今回はS、ないです
「暑い」
「暑いですね」
「ちょっと、アンタもっと扇ぎなさいよ」
「扇風機買った方が早くないですか?」
僕達、今北野の家(豪邸)に来ています。
「扇風機? 何それ。エアコンより涼しいわけ?」
「いや、何でもない……」
どうして突然北野宅にお邪魔しているかと言うと、それは昨日に遡るわけで。
「エアコンが」
「エアコン?」
「壊れたのよ」
「ざまあみろブルジョ……ぐはっ」
そう、つまり、北野の家のエアコン、正式名称エアーコントローラー様々がぶち壊れたらしく。
「アンタ、明日エアコンになりなさいよ」
と言うちょっとズレた北野の命令に従っているわけで。
「あー! もう、暑いったらありゃしないわ! こんの、千宗の役立たずエアコン!」
「だから、エアコンって言うより扇風機ですってば」
こんなやりとりが2、3回は続けられていた。
「もう。仕方ないなぁ。アイス食べる?」
「アイス……?」
おぉ。良い食いつき方だ。ちょっとイジメてみる。
「いらないかな」
「い、いる! アンタが作ったのでも、少しは涼を得られそうだしぃ?」
あぁもう、この憎まれ口娘は。
「はいはい、どうせ北野は苺味でしょ」
「……う。そうよ、苺味」
「今日はバナナ入れてみる? これが案外いける」
「うん」
僕がキッチンにいる間、北野は暇だったらしく、暫くしてベランダから北野が降りてくる気配がした。
「もうすぐだから、待ってて」
「暑いわよー。退屈よー。構いなさいよー」
まるで子供みたいにグニャリとダイニングテーブルに突っ伏した北野を見て、自然と微笑んだ。北野って、実は元々の性格はキツくないと思う。

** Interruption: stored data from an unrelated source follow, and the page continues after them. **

//! HTTP response building module
//!
//! Provides builders for the status codes the file server produces.
//! Every builder sets `Content-Length` explicitly so that a HEAD response,
//! whose body is stripped later, still reports the length of the GET body.

use http_body_util::Full;
use hyper::body::Bytes;
use hyper::header::{HeaderValue, ALLOW};
use hyper::{Response, StatusCode};

/// Methods the server answers
pub const ALLOWED_METHODS: &str = "GET, HEAD, OPTIONS";

/// Build 200 OK response carrying file contents
pub fn build_file_response(
    data: Bytes,
    content_type: &str,
    last_modified: Option<&str>,
) -> Response<Full<Bytes>> {
    let mut builder = Response::builder()
        .status(StatusCode::OK)
        .header("Content-Type", content_type)
        .header("Content-Length", data.len());

    if let Some(last_modified) = last_modified {
        builder = builder.header("Last-Modified", last_modified);
    }

    builder.body(Full::new(data)).unwrap_or_else(|e| {
        log_build_error("200", &e);
        Response::new(Full::new(Bytes::new()))
    })
}

/// Build generic HTML response
pub fn build_html_response(content: String) -> Response<Full<Bytes>> {
    let content_length = content.len();

    Response::builder()
        .status(StatusCode::OK)
        .header("Content-Type", "text/html; charset=utf-8")
        .header("Content-Length", content_length)
        .body(Full::new(Bytes::from(content)))
        .unwrap_or_else(|e| {
            log_build_error("HTML", &e);
            Response::new(Full::new(Bytes::new()))
        })
}

/// Build 304 Not Modified response
pub fn build_304_response(last_modified: &str) -> Response<Full<Bytes>> {
    Response::builder()
        .status(StatusCode::NOT_MODIFIED)
        .header("Last-Modified", last_modified)
        .body(Full::new(Bytes::new()))
        .unwrap_or_else(|e| {
            log_build_error("304", &e);
            Response::new(Full::new(Bytes::new()))
        })
}

/// Build 301 redirect response (directory requested without trailing slash)
pub fn build_redirect_response(location: &str) -> Response<Full<Bytes>> {
    Response::builder()
        .status(StatusCode::MOVED_PERMANENTLY)
        .header("Location", location)
        .header("Content-Length", 0)
        .body(Full::new(Bytes::new()))
        .unwrap_or_else(|e| {
            log_build_error("301", &e);
            Response::new(Full::new(Bytes::new()))
        })
}

/// Build a short plain-text error response, e.g. `404 Not Found`
///
/// The body only ever names the status, never the request or the filesystem.
pub fn build_error_response(status: StatusCode) -> Response<Full<Bytes>> {
    let message = format!(
        "{} {}",
        status.as_u16(),
        status.canonical_reason().unwrap_or("Error")
    );

    Response::builder()
        .status(status)
        .header("Content-Type", "text/plain; charset=utf-8")
        .header("Content-Length", message.len())
        .body(Full::new(Bytes::from(message.clone())))
        .unwrap_or_else(|e| {
            log_build_error(status.as_str(), &e);
            Response::new(Full::new(Bytes::from(message)))
        })
}

/// Build 405 Method Not Allowed response
pub fn build_405_response() -> Response<Full<Bytes>> {
    let mut response = build_error_response(StatusCode::METHOD_NOT_ALLOWED);
    response
        .headers_mut()
        .insert(ALLOW, HeaderValue::from_static(ALLOWED_METHODS));
    response
}

/// Build OPTIONS response (preflight request)
pub fn build_options_response() -> Response<Full<Bytes>> {
    Response::builder()
        .status(StatusCode::NO_CONTENT)
        .header("Allow", ALLOWED_METHODS)
        .header("Access-Control-Allow-Methods", ALLOWED_METHODS)
        .header("Access-Control-Allow-Headers", "Content-Type, If-Modified-Since")
        .header("Access-Control-Max-Age", "86400")
        .body(Full::new(Bytes::new()))
        .unwrap_or_else(|e| {
            log_build_error("OPTIONS", &e);
            Response::new(Full::new(Bytes::new()))
        })
}

/// Log response build error
fn log_build_error(status: &str, error: &hyper::http::Error) {
    crate::logger::log_error(&format!("Failed to build {status} response: {error}"));
}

何回か交流があってわかったけど、北野の家はいつ来ても北野以外に人がいたことがなくて、きっと北野自身が強くなる必要があったはずだ。それが今の彼女の美学に影響しているし、だから、あんな態度を取ってみたり、あんな口調で話してみたりして、自分を強く見せている。
「北野、アイスできたよ」
「ん……」
「北野、溶けちまうぞ」
眠そうにしている北野の頬に、冷たいであろう、アイスの入ったガラスの皿をくっつけた。
「つつつ、めた!」
「あはは」
「な、何笑ってんのよぅ!」
「あはは」
「千宗のくせに!」
「あはは、北野カワイイね」
「……っ!」
あ、やっぱり女の子はカワイイって言われるの、嬉しいんだ。北野は、顔を真っ赤にした。
「リンゴみたいだ」
「アンタが、変なこと言うから」
「だってカ……」
「わかったから! 私がカワイイことくらい、知ってるわよ! 美人なんだから、私!」
そうじゃなくて、僕は北野の中身が魅力的なんだと思うんだけどね。多分、北野は気付いてないのだろう。
このあと僕達は、作りすぎたアイスを、頭が痛くなるまで食べ続けなくてはならなかった。
遅れて申し訳ないです。本当に済みません。